Main entrees are rated on a heat scale of one to nine (thus the “9” in Thai 9). Because we are wimps, we both ordered our curries as fours. We’ve both learned from experience the heat level at Thai 9 can be very relative, depending upon the day. She ordered the Panaeng curry with tofu. Panaeng curry, orange in hue, is comprised of coconut milk, kaffir lime leaves and green beans. The fried tofu and the green beans lend a crunchy texture to the dish. Curry and coconut milk have natural flavor affinities and the kaffir lime leaves give the dish a tiny hint of citrus. At a moderate spice level, there is some heat from the curry, but it is tempered enough to allow the flavors of the dish to shine.

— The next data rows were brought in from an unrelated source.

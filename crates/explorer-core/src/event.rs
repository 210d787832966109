#![forbid(unsafe_code)]

//! Canonical keyboard event types.
//!
//! The sidebar only reacts to the keyboard, so this module carries key
//! events plus the small amount of host context a handler needs to decide
//! whether an event is its business: did it land inside the tree region,
//! and did it come from a secondary action control (a button rendered on
//! a row).
//!
//! # Design Notes
//!
//! - `KeyEventKind` defaults to `Press` when the host cannot tell
//! - `Modifiers` use bitflags for easy combination
//! - Hosts that report keys by name (`"ArrowLeft"`, `" "`) go through
//!   [`KeyCode::from_key_name`]; unknown or empty names become
//!   [`KeyCode::Null`]

use bitflags::bitflags;

/// A keyboard event.
#[derive(Debug, Clone, Copy, PartialEq, Eq)]
pub struct KeyEvent {
    /// The key code that was pressed.
    pub code: KeyCode,

    /// Modifier keys held during the event.
    pub modifiers: Modifiers,

    /// The type of key event (press, repeat, or release).
    pub kind: KeyEventKind,
}

impl KeyEvent {
    /// Create a new key event with default modifiers and Press kind.
    #[must_use]
    pub const fn new(code: KeyCode) -> Self {
        Self {
            code,
            modifiers: Modifiers::NONE,
            kind: KeyEventKind::Press,
        }
    }

    /// Build a key event from a host key name such as `"Enter"` or `"ArrowLeft"`.
    #[must_use]
    pub fn from_key_name(name: &str) -> Self {
        Self::new(KeyCode::from_key_name(name))
    }

    /// Create a key event with modifiers.
    #[must_use]
    pub const fn with_modifiers(mut self, modifiers: Modifiers) -> Self {
        self.modifiers = modifiers;
        self
    }

    /// Create a key event with a specific kind.
    #[must_use]
    pub const fn with_kind(mut self, kind: KeyEventKind) -> Self {
        self.kind = kind;
        self
    }


    /// Whether the host reported a key at all.
    #[must_use]
    pub const fn has_key(&self) -> bool {
        !matches!(self.code, KeyCode::Null)
    }





    /// Check if any modifier is held.
    #[must_use]
    pub const fn has_modifiers(&self) -> bool {
        !self.modifiers.is_empty()
    }

    /// Whether this is a fresh key press (not auto-repeat, not release).
    #[must_use]
    pub const fn is_press(&self) -> bool {
        matches!(self.kind, KeyEventKind::Press)
    }
}

/// Key codes for keyboard events.
#[derive(Debug, Clone, Copy, PartialEq, Eq, Hash)]
pub enum KeyCode {
    /// A regular character key. Space is `Char(' ')`.
    Char(char),

    /// Enter/Return key.
    Enter,

    /// Escape key.
    Escape,

    /// Backspace key.
    Backspace,

    /// Tab key.
    Tab,

    /// Delete key.
    Delete,

    /// Home key.
    Home,

    /// End key.
    End,

    /// Page Up key.
    PageUp,

    /// Page Down key.
    PageDown,

    /// Up arrow key.
    Up,

    /// Down arrow key.
    Down,

    /// Left arrow key.
    Left,

    /// Right arrow key.
    Right,

    /// Function key (F1-F24).
    F(u8),

    /// The host reported no usable key.
    Null,
}

impl KeyCode {
    /// Map a host key name (the `KeyboardEvent.key` vocabulary) to a key code.
    ///
    /// Single characters map to [`KeyCode::Char`]; anything unrecognized,
    /// including the empty string, maps to [`KeyCode::Null`].
    #[must_use]
    pub fn from_key_name(name: &str) -> Self {
        match name {
            "Enter" => Self::Enter,
            "Escape" | "Esc" => Self::Escape,
            "Backspace" => Self::Backspace,
            "Tab" => Self::Tab,
            "Delete" => Self::Delete,
            "Home" => Self::Home,
            "End" => Self::End,
            "PageUp" => Self::PageUp,
            "PageDown" => Self::PageDown,
            "ArrowUp" | "Up" => Self::Up,
            "ArrowDown" | "Down" => Self::Down,
            "ArrowLeft" | "Left" => Self::Left,
            "ArrowRight" | "Right" => Self::Right,
            "Spacebar" => Self::Char(' '),
            _ => {
                if let Some(n) = name.strip_prefix('F')
                    && let Ok(n) = n.parse::<u8>()
                    && (1..=24).contains(&n)
                {
                    return Self::F(n);
                }
                let mut chars = name.chars();
                match (chars.next(), chars.next()) {
                    (Some(c), None) => Self::Char(c),
                    _ => Self::Null,
                }
            }
        }
    }
}

/// The type of key event.
#[derive(Debug, Clone, Copy, PartialEq, Eq, Hash, Default)]
pub enum KeyEventKind {
    /// Key was pressed (default when not distinguishable).
    #[default]
    Press,

    /// Key is being held (repeat event).
    Repeat,

    /// Key was released.
    Release,
}

bitflags! {
    /// Modifier keys that can be held during a key event.
    #[derive(Debug, Clone, Copy, PartialEq, Eq, Hash)]
    pub struct Modifiers: u8 {
        /// No modifiers.
        const NONE  = 0b0000;
        /// Shift key.
        const SHIFT = 0b0001;
        /// Alt/Option key.
        const ALT   = 0b0010;
        /// Control key.
        const CTRL  = 0b0100;
        /// Super/Meta/Command key.
        const SUPER = 0b1000;
    }
}

impl Default for Modifiers {
    fn default() -> Self {
        Self::NONE
    }
}

/// Where a key event landed, as reported by the host.
#[derive(Debug, Clone, Copy, PartialEq, Eq)]
pub struct EventTarget {
    /// The target is inside the tree region (or contains it).
    pub within_region: bool,

    /// The target is a secondary action control on a row.
    pub is_action: bool,
}

impl EventTarget {
    /// A plain target inside the tree region.
    pub const INSIDE: Self = Self {
        within_region: true,
        is_action: false,
    };

    /// A target outside the tree region.
    pub const OUTSIDE: Self = Self {
        within_region: false,
        is_action: false,
    };

    /// An action control inside the tree region.
    pub const ACTION: Self = Self {
        within_region: true,
        is_action: true,
    };
}

impl Default for EventTarget {
    fn default() -> Self {
        Self::INSIDE
    }
}

/// A key event together with the target it was delivered to.
#[derive(Debug, Clone, Copy, PartialEq, Eq)]
pub struct TargetedKeyEvent {
    /// The key itself.
    pub key: KeyEvent,

    /// Where it landed.
    pub target: EventTarget,
}

impl TargetedKeyEvent {
    /// A key event delivered inside the tree region.
    #[must_use]
    pub const fn new(key: KeyEvent) -> Self {
        Self {
            key,
            target: EventTarget::INSIDE,
        }
    }

    /// Override the event target.
    #[must_use]
    pub const fn with_target(mut self, target: EventTarget) -> Self {
        self.target = target;
        self
    }
}

impl From<KeyEvent> for TargetedKeyEvent {
    fn from(key: KeyEvent) -> Self {
        Self::new(key)
    }
}

#[cfg(test)]
mod tests {
    use super::*;

    #[test]
    fn key_event_kind() {
        let press = KeyEvent::new(KeyCode::Enter);
        assert!(press.is_press());
        assert!(!press.has_modifiers());

        assert!(!press.with_kind(KeyEventKind::Repeat).is_press());
        assert!(!press.with_kind(KeyEventKind::Release).is_press());
        assert!(press.with_modifiers(Modifiers::CTRL | Modifiers::SHIFT).has_modifiers());
    }

    #[test]
    fn key_names_map_to_codes() {
        assert_eq!(KeyCode::from_key_name("Enter"), KeyCode::Enter);
        assert_eq!(KeyCode::from_key_name(" "), KeyCode::Char(' '));
        assert_eq!(KeyCode::from_key_name("ArrowLeft"), KeyCode::Left);
        assert_eq!(KeyCode::from_key_name("ArrowRight"), KeyCode::Right);
        assert_eq!(KeyCode::from_key_name("a"), KeyCode::Char('a'));
        assert_eq!(KeyCode::from_key_name("F5"), KeyCode::F(5));
    }

    #[test]
    fn empty_or_unknown_key_name_is_null() {
        assert_eq!(KeyCode::from_key_name(""), KeyCode::Null);
        assert_eq!(KeyCode::from_key_name("Unidentified"), KeyCode::Null);
        assert!(!KeyEvent::from_key_name("").has_key());
        assert!(KeyEvent::from_key_name("Enter").has_key());
    }

    #[test]
    fn targeted_event_defaults_inside() {
        let event = TargetedKeyEvent::from(KeyEvent::new(KeyCode::Left));
        assert_eq!(event.target, EventTarget::INSIDE);
        let event = event.with_target(EventTarget::ACTION);
        assert!(event.target.is_action);
        assert!(event.target.within_region);
    }

    #[test]
    fn modifiers_default() {
        assert_eq!(Modifiers::default(), Modifiers::NONE);
    }

    #[test]
    fn key_event_kind_default() {
        assert_eq!(KeyEventKind::default(), KeyEventKind::Press);
    }
}
#![forbid(unsafe_code)]

//! Expansion state and keyboard navigation for the explorer sidebar tree.
//!
//! # Role in explorer
//! The sidebar shows one or more tree instances (the local stories plus any
//! composed refs). Each instance gets an [`ExpansionController`] that
//! decides which items are expanded, keeps the selected story's ancestry
//! open, and interprets arrow/Enter/Space keys on the highlighted row.
//!
//! The highlight itself belongs to the host ([`NavigationHost`]); the
//! controller reads it and requests changes, never stores it.
//!
//! # Example
//!
//! ```
//! use explorer_core::event::{KeyCode, KeyEvent, TargetedKeyEvent};
//! use explorer_tree::{
//!     CallbackHost, ExpansionController, Highlight, HighlightCell, Item, ItemKind, KeyOutcome,
//!     TreeData,
//! };
//! use web_time::Instant;
//!
//! let mut data = TreeData::new();
//! data.insert(Item::new("root", ItemKind::Root));
//! data.insert_child("root", Item::new("ui", ItemKind::Group));
//! data.insert_child("ui", Item::new("button", ItemKind::Component));
//!
//! let mut tree = ExpansionController::new("main", data, None);
//! let mut host = CallbackHost::new("main", HighlightCell::with(Highlight::new("main", "ui")));
//!
//! let right = TargetedKeyEvent::new(KeyEvent::new(KeyCode::Right));
//! let outcome = tree.handle_key(&right, Instant::now(), &mut host);
//! assert_eq!(outcome, KeyOutcome::Expanded(vec!["ui".to_owned()]));
//! assert!(tree.is_expanded("ui"));
//! ```

pub mod attach;
pub mod controller;
pub mod data;
pub mod highlight;
pub mod state;

pub use attach::KeyboardNavigation;
pub use controller::{ExpansionController, KeyOutcome, RenderedItem, initialize_expanded};
pub use data::{Item, ItemId, ItemKind, TreeData};
pub use highlight::{CallbackHost, Highlight, HighlightCell, NavigationHost};
pub use state::{ExpandAction, ExpansionState};
#![cfg_attr(not(test), forbid(unsafe_code))]
#![cfg_attr(test, deny(unsafe_code))]

//! Core: key events, input throttling, listener registration, and config.
//!
//! # Role in explorer
//! `explorer-core` is the input layer. It owns the normalized key event
//! types the tree controller consumes, the throttle that keeps held keys
//! from flooding it, and the scoped listener registry hosts dispatch into.
//!
//! # Primary responsibilities
//! - **KeyEvent / TargetedKeyEvent**: canonical key input plus host context.
//! - **Throttle**: at most one handled event per time window.
//! - **KeyListeners**: RAII subscribe/unsubscribe for key handlers.
//! - **NavigationConfig**: env-driven timing and enablement.

pub mod config;
pub mod event;
pub mod listeners;
pub mod logging;
pub mod throttle;

// Re-export tracing macros at crate root for ergonomic use.
#[cfg(feature = "tracing")]
pub use logging::{
    debug, debug_span, error, error_span, info, info_span, trace, trace_span, warn, warn_span,
};
//! Property-based invariant tests for arg coercion.
//!
//! 1. Output keys are a subset of the schema keys
//! 2. Function-typed fields never appear in the output
//! 3. Booleans are true iff the raw value is the string "true"
//! 4. Integer strings parse to their value; non-numeric strings give NaN
//! 5. Every output value has the shape of its declared type, at every depth
//! 6. Coercion is deterministic

use explorer_args::{ArgMap, ArgSchema, ArgType, ArgValue, TypeDescriptor, map_args_to_types};
use proptest::prelude::*;

// ── Strategies ──────────────────────────────────────────────────────────

fn key_strategy() -> impl Strategy<Value = String> {
    prop::sample::select(vec!["a", "b", "c", "d", "e", "f"]).prop_map(str::to_owned)
}

fn descriptor_strategy() -> impl Strategy<Value = TypeDescriptor> {
    let leaf = prop_oneof![
        Just(TypeDescriptor::String),
        Just(TypeDescriptor::Number),
        Just(TypeDescriptor::Boolean),
        Just(TypeDescriptor::Function),
        Just(TypeDescriptor::Other("enum".to_owned())),
    ];
    leaf.prop_recursive(4, 32, 4, |inner| {
        prop_oneof![
            inner.clone().prop_map(TypeDescriptor::array),
            prop::collection::btree_map(key_strategy(), inner, 0..4).prop_map(TypeDescriptor::Object),
        ]
    })
}

fn value_strategy() -> impl Strategy<Value = ArgValue> {
    let leaf = prop_oneof![
        Just(ArgValue::Null),
        any::<bool>().prop_map(ArgValue::Bool),
        (-1.0e6f64..1.0e6).prop_map(ArgValue::Number),
        prop_oneof![
            Just("true".to_owned()),
            Just("false".to_owned()),
            Just("yes".to_owned()),
            "-?[0-9]{1,6}",
            "[a-z ]{0,8}",
        ]
        .prop_map(ArgValue::String),
    ];
    leaf.prop_recursive(4, 48, 4, |inner| {
        prop_oneof![
            prop::collection::vec(inner.clone(), 0..4).prop_map(ArgValue::Array),
            prop::collection::btree_map(key_strategy(), inner, 0..4).prop_map(ArgValue::Object),
        ]
    })
}

fn schema_strategy() -> impl Strategy<Value = ArgSchema> {
    prop::collection::btree_map(
        key_strategy(),
        descriptor_strategy().prop_map(ArgType::new),
        0..5,
    )
}

fn raw_strategy() -> impl Strategy<Value = ArgMap> {
    prop::collection::btree_map(key_strategy(), value_strategy(), 0..6)
}

/// Whether `value` has the shape `ty` promises after coercion.
fn conforms(value: &ArgValue, ty: &TypeDescriptor) -> bool {
    match ty {
        TypeDescriptor::String => matches!(value, ArgValue::String(_)),
        TypeDescriptor::Number => matches!(value, ArgValue::Number(_)),
        TypeDescriptor::Boolean => matches!(value, ArgValue::Bool(_)),
        TypeDescriptor::Function => false,
        TypeDescriptor::Object(fields) => match value {
            ArgValue::Object(map) => map.iter().all(|(k, v)| {
                fields
                    .get(k)
                    .is_some_and(|field_ty| conforms(v, field_ty))
            }),
            _ => false,
        },
        TypeDescriptor::Array(element) => match value {
            ArgValue::Array(items) => items.iter().all(|item| match **element {
                TypeDescriptor::Function => *item == ArgValue::Null,
                _ => conforms(item, element),
            }),
            _ => false,
        },
        TypeDescriptor::Other(_) => true,
    }
}

// ═══════════════════════════════════════════════════════════════════════

proptest! {
    #[test]
    fn output_keys_are_declared_and_not_functions(raw in raw_strategy(), schema in schema_strategy()) {
        let out = map_args_to_types(&raw, &schema);
        for key in out.keys() {
            let decl = schema.get(key);
            prop_assert!(decl.is_some(), "undeclared key {} in output", key);
            prop_assert!(raw.contains_key(key), "key {} was not provided", key);
            prop_assert_ne!(&decl.unwrap().ty, &TypeDescriptor::Function);
        }
        for (key, decl) in &schema {
            if raw.contains_key(key) && decl.ty != TypeDescriptor::Function {
                prop_assert!(out.contains_key(key), "declared key {} missing", key);
            }
        }
    }

    #[test]
    fn output_values_conform_to_declared_types(raw in raw_strategy(), schema in schema_strategy()) {
        let out = map_args_to_types(&raw, &schema);
        for (key, value) in &out {
            let ty = &schema[key].ty;
            prop_assert!(conforms(value, ty), "{} = {:?} does not conform to {:?}", key, value, ty);
        }
    }

    #[test]
    fn booleans_are_true_only_for_the_string_true(value in value_strategy()) {
        let raw: ArgMap = [("a".to_owned(), value.clone())].into();
        let schema: ArgSchema = [("a".to_owned(), ArgType::new(TypeDescriptor::Boolean))].into();
        let out = map_args_to_types(&raw, &schema);
        let expected = value == ArgValue::String("true".to_owned());
        prop_assert_eq!(&out["a"], &ArgValue::Bool(expected));
    }

    #[test]
    fn integer_strings_parse(n in -1_000_000i64..1_000_000) {
        let raw: ArgMap = [("a".to_owned(), ArgValue::String(n.to_string()))].into();
        let schema: ArgSchema = [("a".to_owned(), ArgType::new(TypeDescriptor::Number))].into();
        let out = map_args_to_types(&raw, &schema);
        prop_assert_eq!(&out["a"], &ArgValue::Number(n as f64));
    }

    #[test]
    fn alphabetic_strings_are_nan(s in "[a-zA-Z]{1,12}") {
        prop_assume!(s != "Infinity");
        let raw: ArgMap = [("a".to_owned(), ArgValue::String(s))].into();
        let schema: ArgSchema = [("a".to_owned(), ArgType::new(TypeDescriptor::Number))].into();
        let out = map_args_to_types(&raw, &schema);
        prop_assert!(out["a"].is_nan());
    }

    #[test]
    fn functions_are_always_omitted(value in value_strategy()) {
        let raw: ArgMap = [("a".to_owned(), value)].into();
        let schema: ArgSchema = [("a".to_owned(), ArgType::new(TypeDescriptor::Function))].into();
        prop_assert!(map_args_to_types(&raw, &schema).is_empty());
    }

    #[test]
    fn coercion_is_deterministic(raw in raw_strategy(), schema in schema_strategy()) {
        let first = map_args_to_types(&raw, &schema);
        let second = map_args_to_types(&raw, &schema);
        // NaN != NaN, so compare the JSON-facing rendering.
        prop_assert_eq!(format!("{first:?}"), format!("{second:?}"));
    }
}
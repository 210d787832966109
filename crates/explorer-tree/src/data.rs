#![forbid(unsafe_code)]

//! The sidebar dataset: an arena of items addressed by id.
//!
//! Parent and child links are ids, never references, so the arena can be
//! replaced wholesale when the store publishes a new index. Every lookup is
//! tolerant of unknown ids: a missing item simply has no parent, no
//! ancestors, and no descendants.

use std::collections::{HashMap, HashSet};

/// Identifier of a tree item.
pub type ItemId = String;

/// What an item represents.
#[derive(Debug, Clone, Copy, PartialEq, Eq, Hash)]
pub enum ItemKind {
    /// Top-level section header. Always expanded, never highlighted.
    Root,
    /// A folder of components.
    Group,
    /// A component; expandable, and selectable.
    Component,
    /// A single story.
    Story,
    /// A docs-only entry.
    Document,
}

impl ItemKind {
    /// Whether activating the item selects it.
    #[must_use]
    pub const fn is_activatable(self) -> bool {
        matches!(self, Self::Component | Self::Story | Self::Document)
    }

    /// Whether the item is a leaf (never has children to expand).
    #[must_use]
    pub const fn is_leaf(self) -> bool {
        matches!(self, Self::Story | Self::Document)
    }

    /// Whether the item can carry the keyboard highlight.
    #[must_use]
    pub const fn is_highlightable(self) -> bool {
        !matches!(self, Self::Root)
    }

    /// Stable lowercase name.
    #[must_use]
    pub const fn as_str(self) -> &'static str {
        match self {
            Self::Root => "root",
            Self::Group => "group",
            Self::Component => "component",
            Self::Story => "story",
            Self::Document => "document",
        }
    }
}

/// A node in the sidebar.
#[derive(Debug, Clone, PartialEq, Eq)]
pub struct Item {
    /// Unique id.
    pub id: ItemId,
    /// Display name.
    pub name: String,
    /// Parent id; `None` for roots.
    pub parent: Option<ItemId>,
    /// Child ids, in display order.
    pub children: Vec<ItemId>,
    /// Item kind.
    pub kind: ItemKind,
}

impl Item {
    /// Create an item with no parent or children. The name defaults to the id.
    #[must_use]
    pub fn new(id: impl Into<ItemId>, kind: ItemKind) -> Self {
        let id = id.into();
        Self {
            name: id.clone(),
            id,
            parent: None,
            children: Vec::new(),
            kind,
        }
    }

    /// Set the display name.
    #[must_use]
    pub fn with_name(mut self, name: impl Into<String>) -> Self {
        self.name = name.into();
        self
    }

    /// Set the parent id.
    #[must_use]
    pub fn with_parent(mut self, parent: impl Into<ItemId>) -> Self {
        self.parent = Some(parent.into());
        self
    }

    /// Set the child ids.
    #[must_use]
    pub fn with_children<S: Into<ItemId>>(mut self, children: impl IntoIterator<Item = S>) -> Self {
        self.children = children.into_iter().map(Into::into).collect();
        self
    }

    /// Whether this is a leaf item.
    #[must_use]
    pub fn is_leaf(&self) -> bool {
        self.kind.is_leaf()
    }
}

/// Arena of sidebar items.
#[derive(Debug, Clone, Default)]
pub struct TreeData {
    items: HashMap<ItemId, Item>,
    /// Insertion order, for stable root ordering.
    order: Vec<ItemId>,
}

impl TreeData {
    /// Create an empty dataset.
    #[must_use]
    pub fn new() -> Self {
        Self::default()
    }

    /// Build a dataset from items whose links are already filled in.
    #[must_use]
    pub fn from_items(items: impl IntoIterator<Item = Item>) -> Self {
        let mut data = Self::new();
        for item in items {
            data.insert(item);
        }
        data
    }

    /// Insert or replace an item as given.
    pub fn insert(&mut self, item: Item) {
        if !self.items.contains_key(&item.id) {
            self.order.push(item.id.clone());
        }
        self.items.insert(item.id.clone(), item);
    }

    /// Insert `item` under `parent`, linking both directions.
    ///
    /// An unknown parent leaves the item parentless (a root).
    pub fn insert_child(&mut self, parent: &str, mut item: Item) {
        if let Some(parent_item) = self.items.get_mut(parent) {
            if !parent_item.children.contains(&item.id) {
                parent_item.children.push(item.id.clone());
            }
            item.parent = Some(parent.to_owned());
        } else {
            item.parent = None;
        }
        self.insert(item);
    }

    /// Look up an item.
    #[must_use]
    pub fn get(&self, id: &str) -> Option<&Item> {
        self.items.get(id)
    }

    /// Whether the id is known.
    #[must_use]
    pub fn contains(&self, id: &str) -> bool {
        self.items.contains_key(id)
    }

    /// Number of items.
    #[must_use]
    pub fn len(&self) -> usize {
        self.items.len()
    }

    /// Whether the dataset is empty.
    #[must_use]
    pub fn is_empty(&self) -> bool {
        self.items.is_empty()
    }

    /// Items in insertion order.
    pub fn iter(&self) -> impl Iterator<Item = &Item> {
        self.order.iter().filter_map(|id| self.items.get(id))
    }

    /// Ids of parentless items, in insertion order.
    #[must_use]
    pub fn root_ids(&self) -> Vec<ItemId> {
        self.iter()
            .filter(|item| item.parent.is_none())
            .map(|item| item.id.clone())
            .collect()
    }

    /// The parent item, if both the item and its parent exist.
    #[must_use]
    pub fn parent_of(&self, id: &str) -> Option<&Item> {
        let parent = self.items.get(id)?.parent.as_deref()?;
        self.items.get(parent)
    }

    /// Ancestor ids, nearest parent first.
    ///
    /// The chain stops at the first missing parent; a malformed cyclic chain
    /// stops before repeating an id.
    #[must_use]
    pub fn ancestor_ids(&self, id: &str) -> Vec<ItemId> {
        let mut out = Vec::new();
        let mut seen = HashSet::new();
        seen.insert(id);
        let mut current = id;
        while let Some(parent) = self.parent_of(current) {
            if !seen.insert(parent.id.as_str()) {
                break;
            }
            out.push(parent.id.clone());
            current = &parent.id;
        }
        out
    }

    /// Descendant ids in pre-order.
    ///
    /// With `skip_leaves`, leaf items are left out; they have nothing to
    /// expand or collapse.
    #[must_use]
    pub fn descendant_ids(&self, id: &str, skip_leaves: bool) -> Vec<ItemId> {
        let mut out = Vec::new();
        let mut seen = HashSet::new();
        seen.insert(id.to_owned());
        self.collect_descendants(id, skip_leaves, &mut seen, &mut out);
        out
    }

    fn collect_descendants(
        &self,
        id: &str,
        skip_leaves: bool,
        seen: &mut HashSet<ItemId>,
        out: &mut Vec<ItemId>,
    ) {
        let Some(item) = self.items.get(id) else {
            return;
        };
        for child_id in &item.children {
            let Some(child) = self.items.get(child_id) else {
                continue;
            };
            if skip_leaves && child.is_leaf() {
                continue;
            }
            if !seen.insert(child_id.clone()) {
                continue;
            }
            out.push(child_id.clone());
            self.collect_descendants(child_id, skip_leaves, seen, out);
        }
    }
}

impl FromIterator<Item> for TreeData {
    fn from_iter<T: IntoIterator<Item = Item>>(iter: T) -> Self {
        Self::from_items(iter)
    }
}

#[cfg(test)]
mod tests {
    use super::*;

    /// root
    /// └── ui (group)
    ///     ├── button (component)
    ///     │   ├── button--primary (story)
    ///     │   └── button--docs (document)
    ///     └── forms (group)
    ///         └── input (component)
    ///             └── input--basic (story)
    fn sample() -> TreeData {
        let mut data = TreeData::new();
        data.insert(Item::new("root", ItemKind::Root));
        data.insert_child("root", Item::new("ui", ItemKind::Group));
        data.insert_child("ui", Item::new("button", ItemKind::Component));
        data.insert_child("button", Item::new("button--primary", ItemKind::Story));
        data.insert_child("button", Item::new("button--docs", ItemKind::Document));
        data.insert_child("ui", Item::new("forms", ItemKind::Group));
        data.insert_child("forms", Item::new("input", ItemKind::Component));
        data.insert_child("input", Item::new("input--basic", ItemKind::Story));
        data
    }

    #[test]
    fn kinds() {
        assert!(ItemKind::Component.is_activatable());
        assert!(ItemKind::Story.is_activatable());
        assert!(!ItemKind::Group.is_activatable());
        assert!(ItemKind::Document.is_leaf());
        assert!(!ItemKind::Component.is_leaf());
        assert!(!ItemKind::Root.is_highlightable());
    }

    #[test]
    fn insert_child_links_both_ways() {
        let data = sample();
        assert_eq!(data.get("ui").unwrap().children, vec!["button", "forms"]);
        assert_eq!(data.get("forms").unwrap().parent.as_deref(), Some("ui"));
        assert_eq!(data.parent_of("button").unwrap().id, "ui");
    }

    #[test]
    fn insert_child_under_unknown_parent_makes_root() {
        let mut data = TreeData::new();
        data.insert_child("nowhere", Item::new("orphan", ItemKind::Group));
        assert_eq!(data.root_ids(), vec!["orphan"]);
    }

    #[test]
    fn root_ids_in_insertion_order() {
        let mut data = sample();
        data.insert(Item::new("other", ItemKind::Root));
        assert_eq!(data.root_ids(), vec!["root", "other"]);
    }

    #[test]
    fn ancestors_nearest_first() {
        let data = sample();
        assert_eq!(data.ancestor_ids("input--basic"), vec!["input", "forms", "ui", "root"]);
        assert!(data.ancestor_ids("root").is_empty());
        assert!(data.ancestor_ids("missing").is_empty());
    }

    #[test]
    fn descendants_pre_order() {
        let data = sample();
        assert_eq!(
            data.descendant_ids("ui", false),
            vec!["button", "button--primary", "button--docs", "forms", "input", "input--basic"]
        );
    }

    #[test]
    fn descendants_skip_leaves() {
        let data = sample();
        assert_eq!(data.descendant_ids("ui", true), vec!["button", "forms", "input"]);
        assert!(data.descendant_ids("button--primary", true).is_empty());
        assert!(data.descendant_ids("missing", true).is_empty());
    }

    #[test]
    fn dangling_child_ids_are_ignored() {
        let data = TreeData::from_items([
            Item::new("r", ItemKind::Root).with_children(["a", "ghost"]),
            Item::new("a", ItemKind::Group).with_parent("r"),
        ]);
        assert_eq!(data.descendant_ids("r", false), vec!["a"]);
    }

    #[test]
    fn cyclic_links_terminate() {
        let data = TreeData::from_items([
            Item::new("a", ItemKind::Group).with_parent("b").with_children(["b"]),
            Item::new("b", ItemKind::Group).with_parent("a").with_children(["a"]),
        ]);
        assert_eq!(data.ancestor_ids("a"), vec!["b"]);
        assert_eq!(data.descendant_ids("a", false), vec!["b"]);
    }
}
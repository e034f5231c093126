use std::path::PathBuf;

use thiserror::Error;

/// Configuration problems that abort a render session.
#[derive(Debug, Error)]
pub enum ConfigError {
    #[error("no python loader found")]
    NoPythonLoader,

    #[error("renderer `{0}` does not write a single output file")]
    UnsupportedRenderer(String),

    #[error("configuration must be a mapping, found {0}")]
    NotAMapping(&'static str),

    #[error("{} has no [tool.pydoc-markdown] table", .0.display())]
    MissingPyprojectSection(PathBuf),

    #[error("invalid {section} entry: {reason}")]
    InvalidEntry {
        section: &'static str,
        reason: String,
    },
}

I ordered the massaman curry, also with tofu – although I am decidedly not a vegetarian, Thai 9’s fried tofu is delicious and I order it in every dish I eat there. Massaman curry is coconut milk-based with morsels of carrots, onion, potatoes and peanuts. As with the Panaeng curry, the coconut milk and the curry paste blend to give the dish an exotic base. The potatoes, onions and carrots – all root vegetables – provide an earthy undertone that makes this dish a perfect comfort food for a cold winter’s evening. The peanuts blend easily into the dish, lending additional heft to the winter vegetables while also providing a contrasting crunch.

Thai 9 offers extensive dinner and lunch menus, with ample choices for all guests. Their extensive seating easily accommodates larger gatherings, although the restaurant can get busy so it’s best to call ahead for reservations.